And though he had never considered it possible eight years ago, Methuselah had become as much a part of his family as those of the Avicenna where he had grown up. The new perspectives they had given him on things beyond the fleet were something he treasured, even if he would never fully agree with them on a few matters. That everyone in his flight had stood by him for days while he waited for word about his family, that they were all ready to defend him without question before everyone else if he returned to the fleet despite the fact it meant he would be leave their wing down another pilot—it was a sort of respect he had never expected to find among the outsiders his father had ordered him to join.

As a child he had loathed the fact he had been named after his outsider grandfather. Growing up he had been ridiculed constantly for it by his peers in the fleet. The boy with the outsider name, son of the outspoken woman who did not pray to Allah and the fool who had married her without making her accept the faith. Years later he finally understood that his mother had a very good reason to be proud of where she had come from, and Leo counted himself extremely fortunate at having fallen in with the same caliber of people. Old hatreds lingered on both sides, but he had always been just another pilot to those whom he now counted as his dearest friends.

It was going to be just as difficult to leave them as it had been to leave his family for the Heinlein when the time came.

"Greetings to you, Leopold ibn Yusuf al Avicenna."

Striding out of the office as his secretary opened the door for him, Leo finally saw that the emissary was a thin man with a graying beard down to his belly, balding at the crown, and dressed in a traditional white thawb. With as much attention as he seemingly paid to his self-presentation Leo thought it odd he wasn't also wearing both an agal and bisht to present the full, somewhat stereotypical, picture of an Arabian prince. For the effect he had chosen to wear his dress blue uniform to the meeting, complete with his rank insignia, pilot's wings, the decorations he had received as a result of the First Contact Incident, and his red-and-white keffiyeh draped around his neck. It was a rather blatant statement of his dual alliance, and judging by the tightness that formed around the man's eyes it had worked as intended.

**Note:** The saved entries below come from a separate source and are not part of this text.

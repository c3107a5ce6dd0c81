use crate::handlers::{AppState, environments, health, jobs};
use axum::Json;
use axum::Router;
use axum::http::{StatusCode, Uri};
use axum::response::{IntoResponse, Response};
use axum::routing::get;
use serde_json::json;

/// Build the full application router over the shared state.
pub fn router(state: AppState) -> Router {
    Router::new()
        .route("/", get(health::index))
        .route("/health", get(health::health))
        .route(
            "/environments",
            get(environments::list).post(environments::create),
        )
        .route(
            "/environments/:name",
            get(environments::get).delete(environments::delete),
        )
        .route("/environments/:name/status", get(environments::status))
        .route("/jobs/:id", get(jobs::get))
        .fallback(not_found)
        .with_state(state)
}

async fn not_found(uri: Uri) -> Response {
    (
        StatusCode::NOT_FOUND,
        Json(json!({
            "error": "Not Found",
            "path": uri.path(),
            "timestamp": chrono::Utc::now().to_rfc3339(),
        })),
    )
        .into_response()
}
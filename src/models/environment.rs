use chrono::{DateTime, Utc};
use serde::{Deserialize, Serialize, Serializer};
use std::fmt;

/// Static provisioning metadata for one sandbox environment, written to disk
/// by the provisioning scripts. Records are never edited in place; deletion
/// removes the file.
///
/// The scripts write camelCase JSON with the legacy `environmentName` and
/// `aksCluster` field names, bridged here with serde aliases.
#[derive(Debug, Clone, Serialize, Deserialize)]
#[serde(rename_all = "camelCase")]
pub struct EnvironmentRecord {
    #[serde(alias = "environmentName")]
    pub name: String,
    pub resource_group: String,
    #[serde(alias = "aksCluster")]
    pub cluster: String,
    pub namespace: String,
    pub container_registry: String,
    pub region: String,
    pub node_count: u32,
    pub node_size: String,
    pub created_at: DateTime<Utc>,
    #[serde(default, skip_serializing_if = "Option::is_none")]
    pub tags: Option<String>,
    #[serde(default, skip_serializing_if = "Option::is_none")]
    pub kube_context: Option<String>,
}

/// Reconciled status of an environment, derived from Azure queries.
#[derive(Debug, Clone, PartialEq, Eq)]
pub enum EnvStatus {
    Running,
    Stopped,
    Starting,
    Unknown,
    /// Raw resource-group provisioning state passed through unchanged when it
    /// is anything other than `Succeeded` (e.g. `Failed`, `Updating`).
    Provisioning(String),
}

impl EnvStatus {
    pub fn as_str(&self) -> &str {
        match self {
            EnvStatus::Running => "Running",
            EnvStatus::Stopped => "Stopped",
            EnvStatus::Starting => "Starting",
            EnvStatus::Unknown => "Unknown",
            EnvStatus::Provisioning(state) => state,
        }
    }
}

impl fmt::Display for EnvStatus {
    fn fmt(&self, f: &mut fmt::Formatter<'_>) -> fmt::Result {
        f.write_str(self.as_str())
    }
}

impl Serialize for EnvStatus {
    fn serialize<S: Serializer>(&self, serializer: S) -> Result<S::Ok, S::Error> {
        serializer.serialize_str(self.as_str())
    }
}

/// An `EnvironmentRecord` merged with its reconciled status. Built fresh for
/// every read request and never persisted.
#[derive(Debug, Clone, Serialize)]
pub struct EnvironmentView {
    #[serde(flatten)]
    pub record: EnvironmentRecord,
    pub status: EnvStatus,
}

#[cfg(test)]
mod tests {
    use super::*;

    #[test]
    fn test_record_parses_script_written_json() {
        let json = r#"{
            "environmentName": "demo",
            "resourceGroup": "rg-sandbox-demo",
            "aksCluster": "aks-sandbox-demo",
            "namespace": "sandbox-demo",
            "containerRegistry": "acrsandboxdemo",
            "region": "eastus",
            "nodeCount": 2,
            "nodeSize": "Standard_B2s",
            "createdAt": "2024-06-01T12:00:00Z",
            "kubeContext": "aks-sandbox-demo"
        }"#;

        let record: EnvironmentRecord = serde_json::from_str(json).unwrap();
        assert_eq!(record.name, "demo");
        assert_eq!(record.cluster, "aks-sandbox-demo");
        assert_eq!(record.node_count, 2);
        assert!(record.tags.is_none());
        assert_eq!(record.kube_context.as_deref(), Some("aks-sandbox-demo"));
    }

    #[test]
    fn test_status_serializes_as_plain_string() {
        assert_eq!(
            serde_json::to_value(EnvStatus::Running).unwrap(),
            serde_json::json!("Running")
        );
        assert_eq!(
            serde_json::to_value(EnvStatus::Provisioning("Updating".to_string())).unwrap(),
            serde_json::json!("Updating")
        );
    }

    #[test]
    fn test_view_flattens_record_fields() {
        let record: EnvironmentRecord = serde_json::from_str(
            r#"{
                "name": "demo",
                "resourceGroup": "rg-sandbox-demo",
                "cluster": "aks-sandbox-demo",
                "namespace": "sandbox-demo",
                "containerRegistry": "acrsandboxdemo",
                "region": "eastus",
                "nodeCount": 2,
                "nodeSize": "Standard_B2s",
                "createdAt": "2024-06-01T12:00:00Z"
            }"#,
        )
        .unwrap();

        let view = EnvironmentView {
            record,
            status: EnvStatus::Unknown,
        };
        let value = serde_json::to_value(&view).unwrap();
        assert_eq!(value["name"], "demo");
        assert_eq!(value["status"], "Unknown");
        assert_eq!(value["nodeCount"], 2);
    }
}
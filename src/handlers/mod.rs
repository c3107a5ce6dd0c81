pub mod environments;
pub mod health;
pub mod jobs;

use crate::jobs::JobRegistry;
use crate::lifecycle::LifecycleCoordinator;
use crate::reconciler::StatusReconciler;
use crate::store::MetadataStore;
use axum::Json;
use axum::http::StatusCode;
use axum::response::{IntoResponse, Response};
use serde_json::json;
use std::sync::Arc;

/// Shared server state handed to every handler.
#[derive(Clone)]
pub struct AppState {
    pub store: Arc<MetadataStore>,
    pub reconciler: Arc<StatusReconciler>,
    pub coordinator: Arc<LifecycleCoordinator>,
    pub jobs: JobRegistry,
}

impl AppState {
    pub fn new(
        store: Arc<MetadataStore>,
        reconciler: Arc<StatusReconciler>,
        coordinator: Arc<LifecycleCoordinator>,
        jobs: JobRegistry,
    ) -> Self {
        Self {
            store,
            reconciler,
            coordinator,
            jobs,
        }
    }
}

/// Generic 500 body; details stay in the logs.
pub(crate) fn internal_error() -> Response {
    (
        StatusCode::INTERNAL_SERVER_ERROR,
        Json(json!({
            "error": "Internal Server Error",
            "timestamp": chrono::Utc::now().to_rfc3339(),
        })),
    )
        .into_response()
}
mod azure;
mod provisioner;
mod server;
mod store;

pub use azure::*;
pub use provisioner::*;
pub use server::*;
pub use store::*;

use anyhow::{Context, Result};
use config::Config;
use serde::Deserialize;
use std::env;
use tracing::debug;

#[derive(Debug, Clone, Default, Deserialize)]
#[serde(default)]
pub struct SandboxManagerConfig {
    pub server: ServerConfig,
    pub store: StoreConfig,
    pub provisioner: ProvisionerConfig,
    pub azure: AzureConfig,
}

impl SandboxManagerConfig {
    pub fn load() -> Result<Self> {
        let config_path = env::var("SANDBOX_MANAGER_CONFIG")
            .unwrap_or_else(|_| "/var/lib/sandbox_manager/config.toml".to_string());

        debug!("SANDBOX_MANAGER_CONFIG => {}", config_path);

        let settings = Config::builder()
            .add_source(config::File::with_name(&config_path).required(false))
            .add_source(config::Environment::with_prefix("SANDBOX_MANAGER").separator("__"))
            .build()
            .context("loading configuration")?;

        settings
            .try_deserialize::<Self>()
            .context("parsing configuration")
    }
}
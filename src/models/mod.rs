pub mod config;
pub mod environment;
use sandbox_manager::handlers::AppState;
use sandbox_manager::jobs::JobRegistry;
use sandbox_manager::lifecycle::LifecycleCoordinator;
use sandbox_manager::models::config::SandboxManagerConfig;
use sandbox_manager::oracle::AzureCliOracle;
use sandbox_manager::provisioner::ScriptProvisioner;
use sandbox_manager::reconciler::StatusReconciler;
use sandbox_manager::server::router;
use sandbox_manager::store::MetadataStore;
use std::sync::Arc;
use tokio::net::TcpListener;
use tracing::info;
use tracing_subscriber::EnvFilter;

#[tokio::main]
async fn main() -> anyhow::Result<()> {
    tracing_subscriber::fmt()
        .with_env_filter(EnvFilter::from_default_env()) // uses RUST_LOG
        .init();

    let cfg = SandboxManagerConfig::load()?;

    let store = Arc::new(MetadataStore::new(cfg.store.root.clone()));
    let oracle = Arc::new(AzureCliOracle::new(cfg.azure.clone()));
    let reconciler = Arc::new(StatusReconciler::new(oracle));
    let provisioner = Arc::new(ScriptProvisioner::new(&cfg.provisioner));
    let coordinator = Arc::new(LifecycleCoordinator::new(
        provisioner,
        cfg.provisioner.clone(),
    ));

    let state = AppState::new(store, reconciler, coordinator, JobRegistry::new());
    let app = router(state);

    info!("Starting Sandbox Manager Server...");
    info!("Metadata dir: {}", cfg.store.root.display());
    info!("Host: {}", cfg.server.host);
    info!("Port: {}", cfg.server.port);

    let listener = TcpListener::bind(cfg.server.bind_address()).await?;
    axum::serve(listener, app).await?;

    Ok(())
}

"I am Abu Bilal Salim ibn Da'ud al Tassili," said the emissary, his empty right hand raised in greeting. "The loss of your father and the near-loss of your grandfather lessens our strength greatly."

"We have lost many of our kin but we will remain strong," replied Leo. He could tell the man's words were hollow; he may have sympathy for his grandfather Zayed but there was no love for his father in his eyes and he hadn't even bothered mentioning his sister. It was nothing he had not expected coming in.

"We must discuss your future." Salim motioned towards a low table around which was placed several rugs reminiscent of the days when the Bedouin had roamed the sands instead of the stars. There was fine china laid out on a red runner down the center in which, he assumed, steeped traditional sweet tea usually offered to one's guests in greeting. He seated himself at the one of the short ends of the rectangle and waited patiently for Leo to join him.

Seating himself briefly, Leo accepted the offering of tea. After a sip he decided that his grandfather's was superior—he never made it from the powdered concoctions that seemed to dominate the sundries available in space, which was exactly what the emissary had served him. It still had the mealy texture of sand at the bottom of the cup. "My future is not yours to decide nor is it yours to discuss." He left the table and stood with his hands clasped at the small of his back. "I have sent my wishes to my brother Zizka who will deliver them to my grandfather once he has undergone his surgeries."

Salim forced an impassive smile onto his age-lined face. "I am sorry, ibn Yusuf, but your brother is not old enough to be responsible for your family and your grandfather is incapacitated. None of your uncles are sons of Zayed ibn Hamid, and even if they were able to assist your brother, this tragedy has likewise made them all heads of their own clans now, thus our laws forbid it. There is no one else to take the place of an Ibrahim save yourself, and the place must be preserved.”